Очередное утро начинается криками «Выходи на развод!» — на работу, значит. На вахте у коридора, ведущего на шахту (№2),

 

- 21 -

мне и еще нескольким нарядчик командует выйти из строя. Мне — на работу не в шахту. Видимо, нелегкие тюремные месяцы вперемежку с карцером стали причиной отнесения меня медицинской комиссией к категории «ЛФТ» — легкий физический труд (судьбой обладателей и обладательниц категорий «Средний ФТ» и «Тяжелый ФТ» стали шахта, каторжные работы под землей). Выручила и некогда полученная впрок специальность: передвойной будучи студенткой филфака университета окончила годичные курсы медицинских сестер — готовили к войне.
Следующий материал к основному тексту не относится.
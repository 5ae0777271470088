use crate::model::ScenarioError;
use crate::provider::mongo::MongoShell;
use crate::scenario::{Scenario, StepSink};
use async_trait::async_trait;

const COLLECTION: &str = "write_conflict_demo";

pub(crate) const SCRIPT: &str = r#"
const dbx = db.getSiblingDB("txdemo");
const coll = dbx.write_conflict_demo;

step({is_header: true, description: "⚔️ Write Conflict Detection Demonstration"});

const initial = coll.findOne({accountId: "ACC-12345"});
step({session: "Setup",
      description: "Initial account state",
      query: 'db.write_conflict_demo.findOne({accountId: "ACC-12345"})',
      result: "holder: " + initial.holder + ", balance: $" + initial.balance});

const sessionA = db.getMongo().startSession();
sessionA.startTransaction({readConcern: {level: "snapshot"}});
step({session: "Session A",
      description: "Starting transaction (snapshot isolation)",
      query: "session.startTransaction({readConcern: 'snapshot'})",
      result: "Transaction started"});

const collA = sessionA.getDatabase("txdemo").write_conflict_demo;
const readA = collA.findOne({accountId: "ACC-12345"});
step({session: "Session A",
      description: "Reading current balance",
      query: 'db.write_conflict_demo.findOne({accountId: "ACC-12345"})',
      result: "balance: $" + readA.balance + " - plans to withdraw $600"});

const sessionB = db.getMongo().startSession();
sessionB.startTransaction({readConcern: {level: "snapshot"}});
step({session: "Session B",
      description: "Starting SEPARATE transaction",
      query: "session.startTransaction({readConcern: 'snapshot'})",
      result: "Transaction started"});

sleep(500);

const collB = sessionB.getDatabase("txdemo").write_conflict_demo;
collB.updateOne({accountId: "ACC-12345"}, {$inc: {balance: -700}});
step({session: "Session B",
      description: "Withdrawing $700 from account",
      query: 'db.write_conflict_demo.updateOne({accountId: "ACC-12345"}, {$inc: {balance: -700}})',
      result: "Update applied within Session B's transaction"});

sessionB.commitTransaction();
sessionB.endSession();
step({session: "Session B",
      description: "Committing transaction",
      query: "session.commitTransaction()",
      result: "Committed - balance is now $300"});

sleep(500);

let conflict = false;
try {
    collA.updateOne({accountId: "ACC-12345"}, {$inc: {balance: -600}});
    sessionA.commitTransaction();
} catch (e) {
    conflict = true;
    try { sessionA.abortTransaction(); } catch (_) {}
    step({session: "Session A",
          description: "Now attempting to withdraw $600 (Session A's original plan)",
          query: 'db.write_conflict_demo.updateOne({accountId: "ACC-12345"}, {$inc: {balance: -600}})',
          result: "WriteConflict! " + e.codeName,
          success: false});
    step({is_header: true,
          description: "🛡️ Write conflict detected! Session A's withdrawal was rejected instead of silently overdrawing"});
}
if (!conflict) {
    step({session: "Session A",
          description: "Transaction result",
          query: "session.commitTransaction()",
          result: "Unexpectedly committed (no conflict raised)",
          success: false});
}
sessionA.endSession();

sleep(500);
const finalDoc = coll.findOne({accountId: "ACC-12345"});
step({session: "Session B",
      description: "Final account state",
      query: 'db.write_conflict_demo.findOne({accountId: "ACC-12345"})',
      result: "balance: $" + finalDoc.balance});

step({is_header: true,
      description: "🎉 Write conflict detection prevented a potential $300 overdraft!"});
"#;

/// Shows that two snapshot transactions writing the same document make the
/// second writer fail with a write conflict.
pub struct WriteConflictScenario {
    shell: MongoShell,
}

impl WriteConflictScenario {
    pub fn new(shell: MongoShell) -> Self {
        Self { shell }
    }
}

#[async_trait]
impl Scenario for WriteConflictScenario {
    fn name(&self) -> &str {
        "Write Conflict Detection"
    }

    fn description(&self) -> &str {
        "Demonstrates how MongoDB detects conflicting writes between\n\
         concurrent transactions.\n\
         \n\
         This scenario shows:\n\
         1. An account holds $1000\n\
         2. Session A starts a transaction and reads the balance\n\
         3. Session B starts a separate transaction, withdraws $700, commits\n\
         4. Session A attempts its own withdrawal of $600\n\
         5. MongoDB raises a WriteConflict instead of allowing an overdraft"
    }

    fn isolation_level(&self) -> &str {
        "Serializable (Write Conflicts)"
    }

    async fn setup(&self) -> Result<(), ScenarioError> {
        self.shell
            .eval(
                "db.write_conflict_demo.drop(); \
                 db.write_conflict_demo.insertOne({accountId: 'ACC-12345', holder: 'John Doe', balance: 1000})",
            )
            .await
            .map(|_| ())
            .map_err(|e| ScenarioError::Setup(format!("{e:#}")))
    }

    async fn run(&self, sink: StepSink) -> Result<(), ScenarioError> {
        super::stream_script(&self.shell, SCRIPT, sink).await
    }

    async fn cleanup(&self) -> Result<(), ScenarioError> {
        super::drop_collection(&self.shell, COLLECTION)
            .await
            .map_err(ScenarioError::Cleanup)
    }
}
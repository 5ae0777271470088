//! File-backed tracing setup.
//!
//! The TUI owns the terminal, so diagnostics go to a log file instead of
//! stderr. Filtering follows `RUST_LOG` with an `info` default.

use anyhow::{Context, Result};
use std::path::{Path, PathBuf};

/// Default log location: `<state dir>/txdemo/txdemo.log`, falling back to the
/// current directory when no state dir is available.
pub fn default_log_path() -> PathBuf {
    dirs::state_dir()
        .or_else(dirs::data_local_dir)
        .unwrap_or_else(|| PathBuf::from("."))
        .join("txdemo")
        .join("txdemo.log")
}

/// Install the global subscriber writing to `path`.
pub fn init(path: &Path) -> Result<()> {
    if let Some(parent) = path.parent() {
        std::fs::create_dir_all(parent)
            .with_context(|| format!("create log directory {}", parent.display()))?;
    }
    let file = std::fs::OpenOptions::new()
        .create(true)
        .append(true)
        .open(path)
        .with_context(|| format!("open log file {}", path.display()))?;

    tracing_subscriber::fmt()
        .with_env_filter(
            tracing_subscriber::EnvFilter::try_from_default_env().unwrap_or_else(|_| "info".into()),
        )
        .with_ansi(false)
        .with_writer(std::sync::Mutex::new(file))
        .init();

    Ok(())
}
И вот теперь взяли меня на работу в стационар, в котором пытались возвращать к рабочей жизни шахтеров. До каких же крайних, даже более чем крайних пределов они истощены! Особенно мужчины (ОЛП был общий - женский и мужской и тогда еще единственный в Воркуте каторжанский). После тюрем, этапов, тяжелой, без выходных работы — с лопатой, лесинама для крепления, в мокрых забоях — при каторжанском пайке, отдыхе на нарах в непросохшей одежде, издевательствах надзирателей и лагерного начальства в стационар люди попадали часто подобранными полуживыми в бараках

— настолько «доходягами», что не только вернуть к работе, но и сохранить в этом мире удавалось не всех. Так далеко была перейдена грань допустимого истощения. И они, медленно угасая, тихие и безропотные уходят по ночам «за зону».

А для остающихся жизнь идет. Вот стало показываться солнышко — но дали еще покрыты белой пеленой. Месяц-другой, и уже показались кочки, на них — зеленая травка. И вдруг заполыхала красками, загорелась тундра, а над ней круглые сутки — солнце, по ночам прокатывающееся огненным колесом по над горизонтом. И лепестки оранжевых головок неожиданно распустившихся цветов затрепетали на ветру. Хочется побежать по этому простору, упасть на землю и дышать ее запахом — запахом весны и жизни... Но вокруг — проволока, номера, изможденные лица. Ладно, привыкну — ведь можно «передвигаться» из барака в барак, в столовую, в КВЧ - не то, что ночные допросы, выдавливания «признания», десять суток карцера.